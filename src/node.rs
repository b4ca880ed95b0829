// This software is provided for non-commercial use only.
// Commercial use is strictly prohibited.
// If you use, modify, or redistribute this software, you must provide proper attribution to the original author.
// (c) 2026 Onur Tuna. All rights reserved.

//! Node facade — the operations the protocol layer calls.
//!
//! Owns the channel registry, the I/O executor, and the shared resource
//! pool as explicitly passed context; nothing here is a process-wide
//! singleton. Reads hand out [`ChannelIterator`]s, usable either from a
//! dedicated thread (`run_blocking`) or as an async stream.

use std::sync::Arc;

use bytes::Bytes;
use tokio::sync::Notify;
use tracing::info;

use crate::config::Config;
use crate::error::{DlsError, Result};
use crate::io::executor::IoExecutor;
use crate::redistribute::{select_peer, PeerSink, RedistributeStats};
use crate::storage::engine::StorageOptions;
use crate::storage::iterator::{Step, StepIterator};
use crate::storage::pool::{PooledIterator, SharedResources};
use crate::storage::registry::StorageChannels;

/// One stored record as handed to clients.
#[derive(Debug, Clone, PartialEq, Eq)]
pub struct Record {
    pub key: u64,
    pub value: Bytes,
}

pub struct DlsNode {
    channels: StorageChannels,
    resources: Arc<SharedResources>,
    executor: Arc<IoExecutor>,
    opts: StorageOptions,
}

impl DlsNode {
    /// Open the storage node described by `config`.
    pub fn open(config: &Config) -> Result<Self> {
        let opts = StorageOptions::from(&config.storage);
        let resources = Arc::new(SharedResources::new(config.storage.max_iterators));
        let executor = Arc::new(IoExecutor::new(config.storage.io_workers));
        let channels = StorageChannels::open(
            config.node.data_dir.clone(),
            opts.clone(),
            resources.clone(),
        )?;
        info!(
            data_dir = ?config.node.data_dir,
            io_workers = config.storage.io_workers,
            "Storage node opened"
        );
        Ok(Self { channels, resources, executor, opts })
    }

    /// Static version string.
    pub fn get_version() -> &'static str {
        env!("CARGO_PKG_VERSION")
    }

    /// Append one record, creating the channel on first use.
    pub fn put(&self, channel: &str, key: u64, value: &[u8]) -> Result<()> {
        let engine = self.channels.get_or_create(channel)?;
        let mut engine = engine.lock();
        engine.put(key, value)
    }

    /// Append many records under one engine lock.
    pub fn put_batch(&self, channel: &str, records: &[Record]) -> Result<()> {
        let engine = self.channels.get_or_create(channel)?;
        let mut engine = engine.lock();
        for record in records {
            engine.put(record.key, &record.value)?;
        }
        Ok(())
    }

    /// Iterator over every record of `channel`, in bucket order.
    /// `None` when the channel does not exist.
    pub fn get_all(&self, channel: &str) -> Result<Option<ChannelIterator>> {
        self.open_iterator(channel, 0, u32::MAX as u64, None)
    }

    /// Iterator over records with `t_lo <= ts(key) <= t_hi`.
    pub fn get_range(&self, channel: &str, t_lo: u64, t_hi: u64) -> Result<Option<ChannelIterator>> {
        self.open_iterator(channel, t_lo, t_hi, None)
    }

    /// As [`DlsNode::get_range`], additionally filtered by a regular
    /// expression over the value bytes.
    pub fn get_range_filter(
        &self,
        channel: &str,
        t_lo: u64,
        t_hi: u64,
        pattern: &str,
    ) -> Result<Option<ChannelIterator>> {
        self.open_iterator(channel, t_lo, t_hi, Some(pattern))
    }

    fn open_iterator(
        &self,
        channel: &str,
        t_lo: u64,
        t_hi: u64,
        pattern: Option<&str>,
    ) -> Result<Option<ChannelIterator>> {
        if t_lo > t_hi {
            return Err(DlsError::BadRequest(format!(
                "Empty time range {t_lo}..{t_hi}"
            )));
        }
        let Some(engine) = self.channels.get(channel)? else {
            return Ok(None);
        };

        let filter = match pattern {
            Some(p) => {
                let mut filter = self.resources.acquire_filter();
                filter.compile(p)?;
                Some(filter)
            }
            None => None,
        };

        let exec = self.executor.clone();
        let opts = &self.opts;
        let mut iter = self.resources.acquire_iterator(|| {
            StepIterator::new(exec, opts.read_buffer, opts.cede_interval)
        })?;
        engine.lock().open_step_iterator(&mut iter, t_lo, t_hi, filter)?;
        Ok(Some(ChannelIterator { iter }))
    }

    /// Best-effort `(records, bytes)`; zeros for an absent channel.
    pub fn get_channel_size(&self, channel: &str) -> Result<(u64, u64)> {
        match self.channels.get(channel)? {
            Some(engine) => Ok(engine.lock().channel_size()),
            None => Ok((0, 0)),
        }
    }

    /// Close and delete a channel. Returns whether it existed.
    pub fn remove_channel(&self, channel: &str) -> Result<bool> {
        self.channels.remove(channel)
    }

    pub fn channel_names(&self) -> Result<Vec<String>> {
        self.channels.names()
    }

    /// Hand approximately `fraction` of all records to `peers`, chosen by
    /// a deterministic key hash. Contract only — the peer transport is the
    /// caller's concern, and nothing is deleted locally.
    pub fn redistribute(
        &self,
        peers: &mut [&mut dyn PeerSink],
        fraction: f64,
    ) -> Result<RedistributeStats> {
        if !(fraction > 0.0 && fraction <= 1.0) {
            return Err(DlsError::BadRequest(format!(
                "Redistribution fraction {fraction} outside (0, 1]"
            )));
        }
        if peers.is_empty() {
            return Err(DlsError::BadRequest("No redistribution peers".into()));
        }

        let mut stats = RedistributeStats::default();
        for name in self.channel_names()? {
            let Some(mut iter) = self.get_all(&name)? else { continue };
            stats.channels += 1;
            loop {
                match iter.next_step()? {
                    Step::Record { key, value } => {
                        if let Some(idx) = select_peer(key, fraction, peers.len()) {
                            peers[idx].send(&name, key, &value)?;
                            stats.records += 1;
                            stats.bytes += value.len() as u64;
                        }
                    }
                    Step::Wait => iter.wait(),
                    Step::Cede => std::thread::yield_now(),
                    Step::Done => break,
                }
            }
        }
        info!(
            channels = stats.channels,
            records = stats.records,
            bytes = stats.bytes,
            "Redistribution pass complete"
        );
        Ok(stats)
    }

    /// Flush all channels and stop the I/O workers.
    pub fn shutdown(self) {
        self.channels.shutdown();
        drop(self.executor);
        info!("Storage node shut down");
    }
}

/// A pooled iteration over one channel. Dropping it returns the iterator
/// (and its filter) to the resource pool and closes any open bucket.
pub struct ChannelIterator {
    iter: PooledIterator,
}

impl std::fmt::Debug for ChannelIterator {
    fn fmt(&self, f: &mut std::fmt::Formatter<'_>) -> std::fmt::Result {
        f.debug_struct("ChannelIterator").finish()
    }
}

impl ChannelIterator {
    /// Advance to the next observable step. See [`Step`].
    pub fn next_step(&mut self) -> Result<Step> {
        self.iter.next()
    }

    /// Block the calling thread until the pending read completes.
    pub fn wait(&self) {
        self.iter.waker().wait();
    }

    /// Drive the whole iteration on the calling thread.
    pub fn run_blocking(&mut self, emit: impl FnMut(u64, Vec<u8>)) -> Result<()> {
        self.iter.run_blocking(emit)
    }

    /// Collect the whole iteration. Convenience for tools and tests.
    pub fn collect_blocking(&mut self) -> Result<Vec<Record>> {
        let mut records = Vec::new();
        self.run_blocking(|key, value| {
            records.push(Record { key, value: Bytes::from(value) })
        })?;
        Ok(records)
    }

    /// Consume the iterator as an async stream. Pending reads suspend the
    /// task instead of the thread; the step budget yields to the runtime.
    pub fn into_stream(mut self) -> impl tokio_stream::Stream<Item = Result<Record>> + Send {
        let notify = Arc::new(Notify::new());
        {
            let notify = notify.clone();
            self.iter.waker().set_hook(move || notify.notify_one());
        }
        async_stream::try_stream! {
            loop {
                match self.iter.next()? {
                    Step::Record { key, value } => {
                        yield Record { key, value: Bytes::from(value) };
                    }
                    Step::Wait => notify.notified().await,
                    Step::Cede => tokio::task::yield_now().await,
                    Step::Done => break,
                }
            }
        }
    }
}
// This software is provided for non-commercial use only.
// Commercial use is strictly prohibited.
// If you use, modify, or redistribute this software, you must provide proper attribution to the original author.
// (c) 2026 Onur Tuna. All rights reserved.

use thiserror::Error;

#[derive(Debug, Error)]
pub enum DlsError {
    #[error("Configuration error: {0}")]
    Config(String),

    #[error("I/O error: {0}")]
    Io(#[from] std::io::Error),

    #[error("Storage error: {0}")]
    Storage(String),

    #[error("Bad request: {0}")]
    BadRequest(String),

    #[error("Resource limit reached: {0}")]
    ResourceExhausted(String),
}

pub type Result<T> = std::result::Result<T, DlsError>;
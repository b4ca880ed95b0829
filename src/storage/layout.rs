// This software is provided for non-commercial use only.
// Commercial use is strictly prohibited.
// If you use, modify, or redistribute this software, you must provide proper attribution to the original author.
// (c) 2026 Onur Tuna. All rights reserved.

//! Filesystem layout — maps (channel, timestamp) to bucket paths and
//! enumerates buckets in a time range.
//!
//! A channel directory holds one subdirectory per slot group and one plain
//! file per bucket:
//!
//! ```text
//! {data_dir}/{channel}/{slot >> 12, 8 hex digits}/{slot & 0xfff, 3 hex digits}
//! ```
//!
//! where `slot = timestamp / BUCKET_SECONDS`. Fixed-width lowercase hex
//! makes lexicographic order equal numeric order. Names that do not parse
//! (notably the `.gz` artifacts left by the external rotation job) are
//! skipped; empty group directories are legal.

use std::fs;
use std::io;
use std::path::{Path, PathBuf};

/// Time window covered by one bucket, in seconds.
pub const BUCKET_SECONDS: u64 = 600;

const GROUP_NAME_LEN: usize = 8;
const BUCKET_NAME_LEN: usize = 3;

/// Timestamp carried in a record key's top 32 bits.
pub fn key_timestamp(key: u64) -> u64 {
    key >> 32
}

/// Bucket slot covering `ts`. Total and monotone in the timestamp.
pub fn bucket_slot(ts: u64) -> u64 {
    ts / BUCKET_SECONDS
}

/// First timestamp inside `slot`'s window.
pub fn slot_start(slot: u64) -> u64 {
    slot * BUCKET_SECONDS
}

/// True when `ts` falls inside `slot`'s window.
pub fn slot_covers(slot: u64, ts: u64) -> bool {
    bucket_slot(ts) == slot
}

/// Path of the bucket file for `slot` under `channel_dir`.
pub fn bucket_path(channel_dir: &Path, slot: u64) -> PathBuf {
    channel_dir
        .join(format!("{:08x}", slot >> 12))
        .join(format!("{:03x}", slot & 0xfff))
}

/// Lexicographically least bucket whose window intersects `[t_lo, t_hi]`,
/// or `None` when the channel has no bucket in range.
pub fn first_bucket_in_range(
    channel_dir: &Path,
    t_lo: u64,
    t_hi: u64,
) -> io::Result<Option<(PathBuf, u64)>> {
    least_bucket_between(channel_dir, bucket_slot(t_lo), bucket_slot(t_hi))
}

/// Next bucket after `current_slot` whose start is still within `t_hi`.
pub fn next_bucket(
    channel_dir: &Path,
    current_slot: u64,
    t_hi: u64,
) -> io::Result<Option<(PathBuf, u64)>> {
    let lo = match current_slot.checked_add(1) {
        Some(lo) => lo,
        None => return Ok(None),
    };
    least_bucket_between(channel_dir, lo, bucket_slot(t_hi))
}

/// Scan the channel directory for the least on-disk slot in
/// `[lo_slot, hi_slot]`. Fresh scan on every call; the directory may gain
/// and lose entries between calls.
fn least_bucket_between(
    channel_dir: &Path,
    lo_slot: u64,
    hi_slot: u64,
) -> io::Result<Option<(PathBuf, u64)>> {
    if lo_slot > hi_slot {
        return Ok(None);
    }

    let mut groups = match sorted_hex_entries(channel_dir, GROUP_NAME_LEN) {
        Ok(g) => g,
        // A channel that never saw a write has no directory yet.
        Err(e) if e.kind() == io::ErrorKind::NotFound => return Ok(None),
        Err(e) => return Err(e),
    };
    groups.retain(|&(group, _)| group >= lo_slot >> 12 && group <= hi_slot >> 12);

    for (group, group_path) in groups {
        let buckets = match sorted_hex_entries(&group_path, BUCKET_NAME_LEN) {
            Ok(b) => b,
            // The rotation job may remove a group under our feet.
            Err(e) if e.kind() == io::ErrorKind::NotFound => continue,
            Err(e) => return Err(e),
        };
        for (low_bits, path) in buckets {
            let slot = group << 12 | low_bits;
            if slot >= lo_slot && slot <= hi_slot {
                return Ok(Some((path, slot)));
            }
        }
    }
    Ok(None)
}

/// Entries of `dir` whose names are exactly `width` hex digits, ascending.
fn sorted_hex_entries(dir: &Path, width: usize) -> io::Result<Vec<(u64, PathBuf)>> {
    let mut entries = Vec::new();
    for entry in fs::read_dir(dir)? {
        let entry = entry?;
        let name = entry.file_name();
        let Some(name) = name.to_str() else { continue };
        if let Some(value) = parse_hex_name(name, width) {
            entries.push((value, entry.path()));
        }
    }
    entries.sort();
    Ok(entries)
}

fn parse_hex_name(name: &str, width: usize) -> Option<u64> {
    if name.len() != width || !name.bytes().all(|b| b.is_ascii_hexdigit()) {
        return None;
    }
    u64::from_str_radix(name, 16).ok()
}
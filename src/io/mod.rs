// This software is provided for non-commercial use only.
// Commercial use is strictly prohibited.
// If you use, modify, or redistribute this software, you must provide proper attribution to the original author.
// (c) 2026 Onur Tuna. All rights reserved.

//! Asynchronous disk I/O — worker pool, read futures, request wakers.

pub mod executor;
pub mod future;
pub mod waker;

---------------

• _Task statement_
Your answer should consist only of the lines above between the line holding "is deleted locally." and the line holding "let mut stats", inclusive, each transcribed exactly.

• _Output of the exercise_
    /// caller's concern, and nothing is deleted locally.
    pub fn redistribute(
        &self,
        peers: &mut [&mut dyn PeerSink],
        fraction: f64,
    ) -> Result<RedistributeStats> {
        if !(fraction > 0.0 && fraction <= 1.0) {
            return Err(DlsError::BadRequest(format!(
                "Redistribution fraction {fraction} outside (0, 1]"
            )));
        }
        if peers.is_empty() {
            return Err(DlsError::BadRequest("No redistribution peers".into()));
        }

        let mut stats = RedistributeStats::default();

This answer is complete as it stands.